中に入ると、浴室の天井は高く、太い丸太が建物をしっかり支えています。そして、素晴らしい木の香りに満ち溢れていました。意外なのは、脱衣場と浴室を仕切る壁がないことでした。コートを着たまま中に入ると、そこはいきなり浴室だったというわけです。服を着たまま、大きくない浴槽に皆がじっとつかっている光景を見たとき、僕は飯坂の地に積み上げられてきた文化の一端に触れたという気がしてなりませんでした。
湯は大変熱いです。まだ27歳というのに数十の温泉につかってきた僕ですが、その中で確実に最も熱かったはずです。
「外湯めぐりを楽しむ観光客がふえてきたので、湯の温度は42度~43度にするようお願いします。」と注意書きがありました。この温泉は、確実に44度を超えているでしょう。そして、どうやって43度まで下げればいいのかはどこにも書いていません。(逆に、これ以上熱くしたくてもその方法はないのではないでしょうか?)
洗い場で水を桶に入れてまぜるしかないようですが、よそ者のわたくしがそんなことをする気にはなれませんでした。

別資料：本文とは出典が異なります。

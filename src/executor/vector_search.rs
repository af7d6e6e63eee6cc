//! k-nearest-neighbor search operator. Output rows are (id, distance),
//! ascending by distance.

use crate::access::value::{DataType, Value};
use crate::access::vector::VectorMatch;
use crate::error::DbResult;
use crate::executor::{ColumnInfo, ExecutionContext, Executor};

pub struct VectorSearchExecutor {
    collection: String,
    query: Vec<f32>,
    k: usize,
    ctx: ExecutionContext,
    schema: Vec<ColumnInfo>,
    matches: Option<std::vec::IntoIter<VectorMatch>>,
}

impl VectorSearchExecutor {
    pub fn new(collection: String, query: Vec<f32>, k: usize, ctx: ExecutionContext) -> Self {
        Self {
            collection,
            query,
            k,
            ctx,
            schema: vec![
                ColumnInfo::new("id", DataType::Text),
                ColumnInfo::new("distance", DataType::Float64),
            ],
            matches: None,
        }
    }
}

impl Executor for VectorSearchExecutor {
    fn init(&mut self) -> DbResult<()> {
        let matches = self
            .ctx
            .vectors
            .search(&self.collection, &self.query, self.k)?;
        self.matches = Some(matches.into_iter());
        Ok(())
    }

    fn next(&mut self) -> DbResult<Option<Vec<Value>>> {
        Ok(self.matches.as_mut().and_then(|it| it.next()).map(|m| {
            vec![Value::Text(m.id), Value::Float64(m.distance)]
        }))
    }

    fn output_schema(&self) -> &[ColumnInfo] {
        &self.schema
    }
}
//! Page identifiers and the common page header.
//!
//! Every page starts with a fixed 24-byte header:
//!
//! ```text
//! offset 0   page_id   u32
//! offset 4   kind      u8
//! offset 5   flags     u8
//! offset 6   reserved  u16
//! offset 8   checksum  u32   crc32 of the page body
//! offset 12  lsn       u64   WAL position of the last writer
//! offset 20  next_page u32   intra-chain link (0 = none)
//! ```
//!
//! The checksum covers everything after the header and is recomputed by the
//! page store on write and verified on read.

pub mod heap_page;

use crate::error::{DbError, DbResult};

pub use heap_page::HeapPage;

/// Size of the common page header in bytes.
pub const PAGE_HEADER_SIZE: usize = 24;

const KIND_OFFSET: usize = 4;
const CHECKSUM_OFFSET: usize = 8;
const LSN_OFFSET: usize = 12;
const NEXT_PAGE_OFFSET: usize = 20;

#[derive(Debug, Clone, Copy, PartialEq, Eq, Hash, PartialOrd, Ord, serde::Serialize, serde::Deserialize)]
pub struct PageId(pub u32);

impl PageId {
    /// Sentinel meaning "no page". Page 0 is the meta page and never a link
    /// target, so 0 is free to act as the null link.
    pub const INVALID: PageId = PageId(0);

    pub fn is_valid(&self) -> bool {
        self.0 != 0
    }
}

impl std::fmt::Display for PageId {
    fn fmt(&self, f: &mut std::fmt::Formatter<'_>) -> std::fmt::Result {
        write!(f, "page {}", self.0)
    }
}

/// Discriminates what a page body holds.
#[repr(u8)]
#[derive(Debug, Clone, Copy, PartialEq, Eq)]
pub enum PageKind {
    Meta = 0,
    Heap = 1,
    BTreeLeaf = 2,
    BTreeInternal = 3,
    Free = 4,
}

impl PageKind {
    pub fn from_u8(value: u8) -> DbResult<Self> {
        match value {
            0 => Ok(PageKind::Meta),
            1 => Ok(PageKind::Heap),
            2 => Ok(PageKind::BTreeLeaf),
            3 => Ok(PageKind::BTreeInternal),
            4 => Ok(PageKind::Free),
            other => Err(DbError::Corruption(format!("unknown page kind {}", other))),
        }
    }
}

/// Writes the fixed header fields into a fresh page buffer.
pub fn init_page(data: &mut [u8], page_id: PageId, kind: PageKind) {
    data[..PAGE_HEADER_SIZE].fill(0);
    data[0..4].copy_from_slice(&page_id.0.to_le_bytes());
    data[KIND_OFFSET] = kind as u8;
}

pub fn page_id_of(data: &[u8]) -> PageId {
    PageId(u32::from_le_bytes(data[0..4].try_into().unwrap()))
}

pub fn kind_of(data: &[u8]) -> DbResult<PageKind> {
    PageKind::from_u8(data[KIND_OFFSET])
}

pub fn lsn_of(data: &[u8]) -> u64 {
    u64::from_le_bytes(data[LSN_OFFSET..LSN_OFFSET + 8].try_into().unwrap())
}

pub fn set_lsn(data: &mut [u8], lsn: u64) {
    data[LSN_OFFSET..LSN_OFFSET + 8].copy_from_slice(&lsn.to_le_bytes());
}

pub fn next_page_of(data: &[u8]) -> PageId {
    PageId(u32::from_le_bytes(
        data[NEXT_PAGE_OFFSET..NEXT_PAGE_OFFSET + 4].try_into().unwrap(),
    ))
}

pub fn set_next_page(data: &mut [u8], next: PageId) {
    data[NEXT_PAGE_OFFSET..NEXT_PAGE_OFFSET + 4].copy_from_slice(&next.0.to_le_bytes());
}

/// Recomputes and stores the body checksum. Called by the page store on
/// every write so in-memory mutation never has to keep it current.
pub fn seal_checksum(data: &mut [u8]) {
    let crc = crc32fast::hash(&data[PAGE_HEADER_SIZE..]);
    data[CHECKSUM_OFFSET..CHECKSUM_OFFSET + 4].copy_from_slice(&crc.to_le_bytes());
}

/// Verifies the stored body checksum against the body contents.
pub fn verify_checksum(data: &[u8]) -> DbResult<()> {
    let stored = u32::from_le_bytes(data[CHECKSUM_OFFSET..CHECKSUM_OFFSET + 4].try_into().unwrap());
    let actual = crc32fast::hash(&data[PAGE_HEADER_SIZE..]);
    if stored != actual {
        let id = page_id_of(data);
        return Err(DbError::Corruption(format!(
            "checksum mismatch on {}: stored {:#010x}, computed {:#010x}",
            id, stored, actual
        )));
    }
    Ok(())
}
//! Snapshot-consistent table scans.
//!
//! A scan merges three sources: the heap (newest committed state), the
//! version overlay (rows whose visible version at this snapshot differs from
//! the heap, including rows deleted after the snapshot), and the scanning
//! transaction's own staged writes. The heap part streams page by page; rows
//! only present in the overlay or the write set are emitted afterwards in
//! row-id order. Dropping the scanner at any step has no side effects.

use crate::access::heap::{HeapIter, TableHeap};
use crate::access::value::{self, Value};
use crate::catalog::TableDef;
use crate::concurrency::timestamp::Timestamp;
use crate::concurrency::version::{VersionManager, Visibility};
use crate::error::DbResult;
use crate::storage::buffer::BufferPoolManager;
use std::collections::{BTreeMap, HashMap, HashSet};

pub struct TableScanner {
    def: TableDef,
    heap: Option<HeapIter>,
    snapshot: Timestamp,
    overlay: HashMap<u64, Visibility>,
    staged: HashMap<u64, Option<Vec<u8>>>,
    seen: HashSet<u64>,
    /// Rows not found during the heap pass, emitted at the end.
    trailing: Option<std::collections::btree_map::IntoIter<u64, Vec<u8>>>,
}

impl TableScanner {
    pub fn new(
        pool: BufferPoolManager,
        def: TableDef,
        versions: &VersionManager,
        snapshot: Timestamp,
        staged: Vec<(u64, Option<Vec<u8>>)>,
    ) -> Self {
        let overlay = versions.table_overlay(def.id, snapshot);
        let heap = def
            .first_page
            .is_valid()
            .then(|| TableHeap::new(pool, def.first_page).iter());
        Self {
            def,
            heap,
            snapshot,
            overlay,
            staged: staged.into_iter().collect(),
            seen: HashSet::new(),
            trailing: None,
        }
    }

    fn decode(&self, bytes: &[u8]) -> DbResult<Vec<Value>> {
        let physical = value::deserialize_values(bytes, &self.def.column_types())?;
        Ok(self.def.to_visible(physical))
    }

    fn start_trailing(&mut self) {
        let mut rest: BTreeMap<u64, Vec<u8>> = BTreeMap::new();
        for (row_id, vis) in self.overlay.drain() {
            if self.seen.contains(&row_id) || self.staged.contains_key(&row_id) {
                continue;
            }
            if let Visibility::Row(bytes) = vis {
                rest.insert(row_id, bytes);
            }
        }
        for (row_id, after) in self.staged.drain() {
            if self.seen.contains(&row_id) {
                continue;
            }
            if let Some(bytes) = after {
                rest.insert(row_id, bytes);
            }
        }
        self.trailing = Some(rest.into_iter());
    }
}

impl Iterator for TableScanner {
    type Item = DbResult<(u64, Vec<Value>)>;

    fn next(&mut self) -> Option<Self::Item> {
        loop {
            if let Some(trailing) = &mut self.trailing {
                let (row_id, bytes) = trailing.next()?;
                return Some(self.decode(&bytes).map(|values| (row_id, values)));
            }

            match self.heap.as_mut().and_then(|h| h.next()) {
                Some(Ok((_, image))) => {
                    let row_id = image.row_id;
                    self.seen.insert(row_id);

                    // The transaction's own writes shadow everything.
                    if let Some(after) = self.staged.get(&row_id) {
                        match after {
                            Some(bytes) => {
                                let bytes = bytes.clone();
                                return Some(
                                    self.decode(&bytes).map(|values| (row_id, values)),
                                );
                            }
                            None => continue,
                        }
                    }
                    match self.overlay.get(&row_id) {
                        Some(Visibility::Row(bytes)) => {
                            let bytes = bytes.clone();
                            return Some(self.decode(&bytes).map(|values| (row_id, values)));
                        }
                        Some(Visibility::Deleted) => continue,
                        Some(Visibility::Unknown) | None => {
                            if image.commit_ts <= self.snapshot.0 {
                                return Some(
                                    self.decode(&image.values).map(|values| (row_id, values)),
                                );
                            }
                            continue;
                        }
                    }
                }
                Some(Err(e)) => return Some(Err(e)),
                None => self.start_trailing(),
            }
        }
    }
}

観光客と思われる親子連れが来ています。子供の方は、熱くて湯にさわるのも無理そうです。
飯坂に住んで30年以上になるというおじさんと話しをしました。
おじさんによれば、「他の外湯に比べればぬるい方」であり、かつ、「今日はぬるい方」だということでした。(注:飯坂温泉には、鯖湖湯のほかに外湯が8つあります。)他の外湯にせず、ここにしてよかったです。しかし、温度にして46度くらい(!)だと聞き、平然として語っておられるのにびっくり。
僕が、そろりそろりと湯につかるのを見ると、「ほら、あの子供も」と言います。見ると、さっきの子供がいつの間にか肩までつかっています。わざと温泉の湧き出し口に身を近づけるおじいさんもいます。
飛び切り熱い湯は、飯坂温泉の文化なのでしょう。旅先でその地の文化を体験できるというのなら、体中真っ赤になって浴槽でじっとする甲斐もあるというものです。
僕が、「脱衣場の仕切りがないのがいいですね」と話すと、おじさんはその利点として防犯上の効用を挙げました。そんな話題が出てくるとは少々意外でした。(脱衣場のロッカーは鍵付き。)